Introduction:This article is from the third quarter and tenth issue of livevideostack online sharing, which is brought by Chen Lujun, a wireless development expert of Alibaba Xianyu business division. Aiming at the large-scale practice of Xianyu app in the current popular cross platform framework flutter, it introduces some difficulties and solutions in the field of audio and video.
Hello everyone, I’m Chen Lujun from Alibaba’s leisure fish division. The theme of this sharing is the exploration of audio and video research and development under the wave of flutter. The main content is to introduce some difficulties and solutions in the field of audio and video in view of the large-scale practice of leisure fish app in the current popular cross platform framework flutter.
The sharing content is mainly divided into four aspects. Firstly, there will be a brief introduction to flutter and the reasons for choosing flutter as a cross platform framework.

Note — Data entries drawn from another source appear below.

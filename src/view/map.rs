use serde::Serialize;

use crate::{
    core::{
        Color, VisibilityToggles, date_or_na, format_cost, group_thousands, type_color,
    },
    models::Project,
};

/// Initial map viewport and tile source.
#[derive(Debug, Clone, PartialEq, Serialize)]
pub struct MapView {
    /// `(latitude, longitude)`.
    pub center: (f64, f64),
    pub zoom: u8,
    pub tile_url_template: String,
    pub attribution: String,
}

impl Default for MapView {
    fn default() -> Self {
        Self {
            center: (20.0, 0.0),
            zoom: 2,
            tile_url_template: "https://{s}.tile.openstreetmap.org/{z}/{x}/{y}.png".to_string(),
            attribution: "© OpenStreetMap contributors".to_string(),
        }
    }
}

#[derive(Debug, Clone, PartialEq, Serialize)]
pub struct MarkerStyle {
    pub radius: f32,
    pub fill_color: Color,
    pub stroke_color: Color,
    pub stroke_width: f32,
    pub opacity: f32,
    pub fill_opacity: f32,
}

impl MarkerStyle {
    pub fn for_type(project_type: &str) -> Self {
        Self {
            radius: 8.0,
            fill_color: type_color(project_type),
            stroke_color: Color::WHITE,
            stroke_width: 2.0,
            opacity: 1.0,
            fill_opacity: 0.8,
        }
    }
}

/// Text shown when a marker is selected.
#[derive(Debug, Clone, PartialEq, Serialize)]
pub struct Popup {
    pub title: String,
    pub country: String,
    pub project_type: String,
    pub status: String,
    pub cost: String,
    pub beneficiaries: String,
    pub start_date: String,
    pub end_date: String,
    pub progress_percent: u8,
    /// Width of the progress bar fill, 0.0..=1.0.
    pub progress_fraction: f32,
}

impl Popup {
    pub fn for_project(project: &Project) -> Self {
        Self {
            title: project.name.clone(),
            country: project.country.clone(),
            project_type: project.project_type.clone(),
            status: project.status.clone(),
            cost: format_cost(project.cost_million),
            beneficiaries: group_thousands(project.beneficiaries),
            start_date: date_or_na(project.start_date.as_deref()).to_string(),
            end_date: date_or_na(project.end_date.as_deref()).to_string(),
            progress_percent: project.progress_percent(),
            progress_fraction: project.progress_fraction(),
        }
    }

    /// `(label, value)` lines in display order.
    pub fn lines(&self) -> Vec<(&'static str, String)> {
        vec![
            ("Country", self.country.clone()),
            ("Type", self.project_type.clone()),
            ("Status", self.status.clone()),
            ("Cost", self.cost.clone()),
            ("Beneficiaries", self.beneficiaries.clone()),
            ("Start Date", self.start_date.clone()),
            ("End Date", self.end_date.clone()),
            ("Progress", format!("{}%", self.progress_percent)),
        ]
    }
}

#[derive(Debug, Clone, PartialEq, Serialize)]
pub struct MapMarker {
    pub latitude: f64,
    pub longitude: f64,
    pub style: MarkerStyle,
    pub popup: Popup,
}

impl MapMarker {
    pub fn for_project(project: &Project) -> Self {
        let (latitude, longitude) = project.position();
        Self {
            latitude,
            longitude,
            style: MarkerStyle::for_type(&project.project_type),
            popup: Popup::for_project(project),
        }
    }
}

/// Build the full marker set for the filtered projects that pass the toggles.
pub fn markers(filtered: &[Project], toggles: &VisibilityToggles) -> Vec<MapMarker> {
    filtered
        .iter()
        .filter(|project| toggles.is_visible(project))
        .map(MapMarker::for_project)
        .collect()
}
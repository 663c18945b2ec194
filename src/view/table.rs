use serde::Serialize;

use crate::{
    core::{date_or_na, format_cost, status_class},
    models::Project,
};

pub const COLUMNS: [&str; 9] = [
    "Project",
    "Country",
    "Region",
    "Type",
    "Status",
    "Cost",
    "Start Date",
    "End Date",
    "Progress",
];

#[derive(Debug, Clone, PartialEq, Serialize)]
pub struct TableRow {
    pub name: String,
    pub country: String,
    pub region: String,
    pub project_type: String,
    pub status: String,
    pub status_class: String,
    pub cost: String,
    pub start_date: String,
    pub end_date: String,
    pub progress_percent: u8,
}

impl TableRow {
    pub fn for_project(project: &Project) -> Self {
        Self {
            name: project.name.clone(),
            country: project.country.clone(),
            region: project.region.clone(),
            project_type: project.project_type.clone(),
            status: project.status.clone(),
            status_class: status_class(&project.status),
            cost: format_cost(project.cost_million),
            start_date: date_or_na(project.start_date.as_deref()).to_string(),
            end_date: date_or_na(project.end_date.as_deref()).to_string(),
            progress_percent: project.progress_percent(),
        }
    }

    pub fn progress_fraction(&self) -> f32 {
        self.progress_percent as f32 / 100.0
    }
}

pub fn rows(filtered: &[Project]) -> Vec<TableRow> {
    filtered.iter().map(TableRow::for_project).collect()
}
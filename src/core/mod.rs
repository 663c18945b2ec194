pub mod aggregate;
pub mod filter;
pub mod format;
pub mod model;
pub mod store;
pub mod visibility;

pub use aggregate::{Aggregates, Buckets, aggregate};
pub use filter::{FilterField, FilterPredicates, InvestmentBracket, ParseBracketError, apply_filters};
pub use format::{date_or_na, format_billions, format_cost, format_currency, group_thousands, status_class};
pub use model::{Color, DEFAULT_TYPE_COLOR, KnownType, type_color};
pub use store::DatasetStore;
pub use visibility::{Category, VisibilityToggles};
//! Engine failure handling

use crate::error::PlaybackFailure;
use crate::poller::ProgressPoller;
use crate::session::PlaybackSession;
use crate::types::PlaybackPhase;
use tokio::sync::mpsc::UnboundedSender;
use tracing::{trace, warn};

/// Receives user-visible notifications
pub trait NotificationSink: Send {
    fn notify(&self, message: &str);
}

impl NotificationSink for UnboundedSender<String> {
    fn notify(&self, message: &str) {
        if self.send(message.to_owned()).is_err() {
            trace!(notification = message, "notification receiver closed, dropping message");
        }
    }
}

/// Turns engine failures into the `Errored` phase plus one notification
pub struct ErrorMonitor {
    sink: Box<dyn NotificationSink>,
    message: String,
}

impl ErrorMonitor {
    pub fn new(sink: Box<dyn NotificationSink>, message: impl Into<String>) -> Self {
        Self {
            sink,
            message: message.into(),
        }
    }

    /// Handle an engine failure
    ///
    /// Returns true if the session moved to `Errored`. A session that is
    /// already errored, or unloaded with nothing bound, is left alone.
    pub(crate) fn observe(
        &self,
        detail: String,
        session: &mut PlaybackSession,
        poller: &mut ProgressPoller,
        bound: bool,
    ) -> bool {
        match session.phase() {
            PlaybackPhase::Errored => return false,
            PlaybackPhase::Unloaded if !bound => return false,
            _ => {}
        }

        let failure = if session.phase() == PlaybackPhase::Loading {
            PlaybackFailure::Load { detail }
        } else {
            PlaybackFailure::Playback { detail }
        };
        warn!(
            session = %session.id(),
            location = session.audio_location().unwrap_or_default(),
            %failure,
            "engine reported failure"
        );

        poller.stop();
        session.fail(failure);
        self.sink.notify(&self.message);
        true
    }
}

Secondly, it will introduce the concept of external texture in flutter, which has a great relationship with audio and video, and some optimization of it. After that, we will put forward some solutions to some problems of flutter in the process of audio and video practice — TPM audio and video framework. The last part is the introduction of the open source component of flutter.
Flutter is a cross platform framework. In the past, the audio, video and network modules were sunk into the C + + layer or arm layer, and encapsulated into an audio and video SDK for PC, IOS and Android of UI layer.
As a cross platform framework of UI layer, flutter realizes a cross platform development in UI layer. It can be expected that without the development of flutter, it will gradually become a full link cross platform development from the bottom layer to the UI layer, with technicians responsible for the development of SDK and UI layer respectively.
There are many cross platform UI solutions before flutter, so why choose flutter? We focus on performance and cross platform capabilities.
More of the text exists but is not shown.